→ Problem to work on
Among the entries that follow, how many lines contain the string "label"? Write the number alone.

→ Listed entries
++++
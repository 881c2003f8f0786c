//! Historical exchange-rate lookup.
//!
//! A [`RateSource`] answers one question: what was the `from -> to` rate on a
//! given calendar date? Lookups never fail with an error; every outcome is a
//! [`RateQuote`] whose `status` string doubles as the audit note written to
//! the reconciliation ledger.
//!
//! The shipped implementation is [`Frankfurter`], backed by the public
//! Frankfurter API. The adapter performs no retries; retry policy belongs to
//! the caller.

use std::collections::HashMap;
use std::time::Duration;

use async_trait::async_trait;
use chrono::NaiveDate;
use serde::Deserialize;

use crate::EngineError;

/// Default endpoint of the public Frankfurter API.
pub const FRANKFURTER_BASE_URL: &str = "https://api.frankfurter.app";

/// Ceiling for a single historical-rate request.
const RATE_TIMEOUT: Duration = Duration::from_secs(10);

/// Ceiling for the supported-currencies request.
const CURRENCIES_TIMEOUT: Duration = Duration::from_secs(5);

/// Currencies always offered to users, even when the provider omits them.
const COMMON_CURRENCIES: [&str; 9] = [
    "INR", "USD", "EUR", "GBP", "JPY", "CAD", "AUD", "CHF", "CNY",
];

/// Returned when the provider cannot be reached at all.
const FALLBACK_CURRENCIES: [&str; 12] = [
    "INR", "USD", "EUR", "GBP", "JPY", "CAD", "AUD", "CHF", "CNY", "MYR", "SGD", "THB",
];

/// Outcome of a historical-rate lookup.
///
/// A quote is successful iff `rate` is present and `status` contains
/// `"Success"`. The substring match is deliberate: the same-currency shortcut
/// reports `"Success - Same Currency"` and downstream code must keep treating
/// it as a success.
#[derive(Clone, Debug, PartialEq)]
pub struct RateQuote {
    pub rate: Option<f64>,
    pub status: String,
}

impl RateQuote {
    pub(crate) fn success(rate: f64, status: impl Into<String>) -> Self {
        Self {
            rate: Some(rate),
            status: status.into(),
        }
    }

    pub(crate) fn failure(status: impl Into<String>) -> Self {
        Self {
            rate: None,
            status: status.into(),
        }
    }

    /// `true` when the quote carries a usable rate.
    #[must_use]
    pub fn is_success(&self) -> bool {
        self.rate.is_some() && self.status.contains("Success")
    }
}

/// Supported-currency listing, with a flag telling whether the provider was
/// actually reachable or the fixed fallback list was used.
#[derive(Clone, Debug, PartialEq)]
pub struct CurrencySet {
    pub currencies: Vec<String>,
    pub success: bool,
}

/// External provider of historical currency exchange rates.
#[async_trait]
pub trait RateSource: Send + Sync {
    /// Provider label recorded in ledger entries (e.g. `"Frankfurter API"`).
    fn label(&self) -> &str;

    /// Look up the `from -> to` rate on `date` (`YYYY-MM-DD`).
    async fn historical_rate(&self, from: &str, to: &str, date: &str) -> RateQuote;

    /// List the currencies the provider supports.
    async fn available_currencies(&self) -> CurrencySet;
}

#[derive(Debug, Deserialize)]
struct FrankfurterRates {
    #[serde(default)]
    rates: HashMap<String, f64>,
}

/// Rate source backed by the Frankfurter historical-rate API.
#[derive(Clone, Debug)]
pub struct Frankfurter {
    client: reqwest::Client,
    base_url: String,
}

impl Frankfurter {
    pub fn new() -> Result<Self, EngineError> {
        Self::with_base_url(FRANKFURTER_BASE_URL)
    }

    /// Build an adapter against a non-default endpoint (used by tests).
    pub fn with_base_url(base_url: impl Into<String>) -> Result<Self, EngineError> {
        let client = reqwest::Client::builder()
            .user_agent("ExpenseFlow/1.0")
            .build()
            .map_err(|err| EngineError::RateSource(err.to_string()))?;

        Ok(Self {
            client,
            base_url: base_url.into(),
        })
    }

    async fn fetch_currencies(&self) -> Result<Vec<String>, EngineError> {
        let url = format!("{}/currencies", self.base_url);
        let response = self
            .client
            .get(&url)
            .timeout(CURRENCIES_TIMEOUT)
            .send()
            .await
            .map_err(|err| EngineError::RateSource(err.to_string()))?;

        if !response.status().is_success() {
            return Err(EngineError::RateSource(format!(
                "HTTP {}",
                response.status().as_u16()
            )));
        }

        // The endpoint answers `{ "EUR": "Euro", ... }`; only the codes matter.
        let body: HashMap<String, String> = response
            .json()
            .await
            .map_err(|err| EngineError::RateSource(err.to_string()))?;

        Ok(body.into_keys().collect())
    }
}

#[async_trait]
impl RateSource for Frankfurter {
    fn label(&self) -> &str {
        "Frankfurter API"
    }

    async fn historical_rate(&self, from: &str, to: &str, date: &str) -> RateQuote {
        if from.trim().is_empty() || to.trim().is_empty() || date.trim().is_empty() {
            return RateQuote::failure("Failed - Missing Input Data");
        }

        let from = from.trim().to_uppercase();
        let to = to.trim().to_uppercase();

        // Converting a currency to itself needs no provider at all.
        if from == to {
            return RateQuote::success(1.0, "Success - Same Currency");
        }

        if NaiveDate::parse_from_str(date, "%Y-%m-%d").is_err() {
            return RateQuote::failure(format!("Failed - Invalid Date Format: {date}"));
        }

        let url = format!("{}/{date}?from={from}&to={to}", self.base_url);
        let response = match self.client.get(&url).timeout(RATE_TIMEOUT).send().await {
            Ok(response) => response,
            Err(err) if err.is_timeout() => {
                return RateQuote::failure("Failed - API Timeout");
            }
            Err(err) => {
                return RateQuote::failure(format!("Failed - API Error: {err}"));
            }
        };

        if !response.status().is_success() {
            return RateQuote::failure(format!(
                "Failed - API Error: {}",
                response.status().as_u16()
            ));
        }

        let body: FrankfurterRates = match response.json().await {
            Ok(body) => body,
            Err(err) => {
                return RateQuote::failure(format!("Failed - API Error: {err}"));
            }
        };

        match body.rates.get(&to) {
            Some(rate) => RateQuote::success(*rate, "Success"),
            None => RateQuote::failure(format!(
                "Failed - Rate not found for {from} to {to} on {date}"
            )),
        }
    }

    async fn available_currencies(&self) -> CurrencySet {
        match self.fetch_currencies().await {
            Ok(fetched) => {
                let mut currencies: Vec<String> = COMMON_CURRENCIES
                    .iter()
                    .map(|code| (*code).to_string())
                    .chain(fetched)
                    .collect();
                currencies.sort();
                currencies.dedup();

                CurrencySet {
                    currencies,
                    success: true,
                }
            }
            Err(_) => CurrencySet {
                currencies: FALLBACK_CURRENCIES
                    .iter()
                    .map(|code| (*code).to_string())
                    .collect(),
                success: false,
            },
        }
    }
}

#[cfg(test)]
mod tests {
    use super::*;

    /// Adapter pointed at a port nothing listens on: any code path that
    /// reaches the network fails, so these tests also prove which paths
    /// never leave the process.
    fn unroutable() -> Frankfurter {
        match Frankfurter::with_base_url("http://127.0.0.1:9") {
            Ok(source) => source,
            Err(err) => panic!("client build failed: {err}"),
        }
    }

    #[tokio::test]
    async fn same_currency_short_circuits_without_network() {
        let source = unroutable();
        let quote = source.historical_rate("usd ", " USD", "2024-03-01").await;
        assert_eq!(quote.rate, Some(1.0));
        assert_eq!(quote.status, "Success - Same Currency");
        assert!(quote.is_success());
    }

    #[tokio::test]
    async fn same_currency_wins_over_date_validation() {
        // Mirrors the check order: shortcut first, date parsing second.
        let source = unroutable();
        let quote = source.historical_rate("EUR", "EUR", "not-a-date").await;
        assert_eq!(quote.rate, Some(1.0));
    }

    #[tokio::test]
    async fn missing_input_is_reported_not_thrown() {
        let source = unroutable();
        for (from, to, date) in [("", "USD", "2024-03-01"), ("EUR", " ", "2024-03-01"), ("EUR", "USD", "")] {
            let quote = source.historical_rate(from, to, date).await;
            assert_eq!(quote.rate, None);
            assert_eq!(quote.status, "Failed - Missing Input Data");
            assert!(!quote.is_success());
        }
    }

    #[tokio::test]
    async fn malformed_date_is_rejected_before_lookup() {
        let source = unroutable();
        let quote = source.historical_rate("EUR", "USD", "03/01/2024").await;
        assert_eq!(quote.rate, None);
        assert_eq!(quote.status, "Failed - Invalid Date Format: 03/01/2024");
    }

    #[tokio::test]
    async fn transport_fault_maps_to_api_error_status() {
        let source = unroutable();
        let quote = source.historical_rate("EUR", "USD", "2024-03-01").await;
        assert_eq!(quote.rate, None);
        assert!(quote.status.starts_with("Failed - API "), "{}", quote.status);
    }

    #[tokio::test]
    async fn unreachable_provider_falls_back_to_fixed_currency_list() {
        let source = unroutable();
        let set = source.available_currencies().await;
        assert!(!set.success);
        assert_eq!(set.currencies.len(), FALLBACK_CURRENCIES.len());
        assert!(set.currencies.iter().any(|c| c == "USD"));
    }

    #[test]
    fn success_match_is_substring_based() {
        let quote = RateQuote::success(1.0, "Success - Same Currency");
        assert!(quote.is_success());

        // A status mentioning success without a rate is still a failure.
        let quote = RateQuote::failure("Failed - Rate not found for EUR to USD on 2024-03-01");
        assert!(!quote.is_success());
    }
}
++++
→ Response for this exercise
3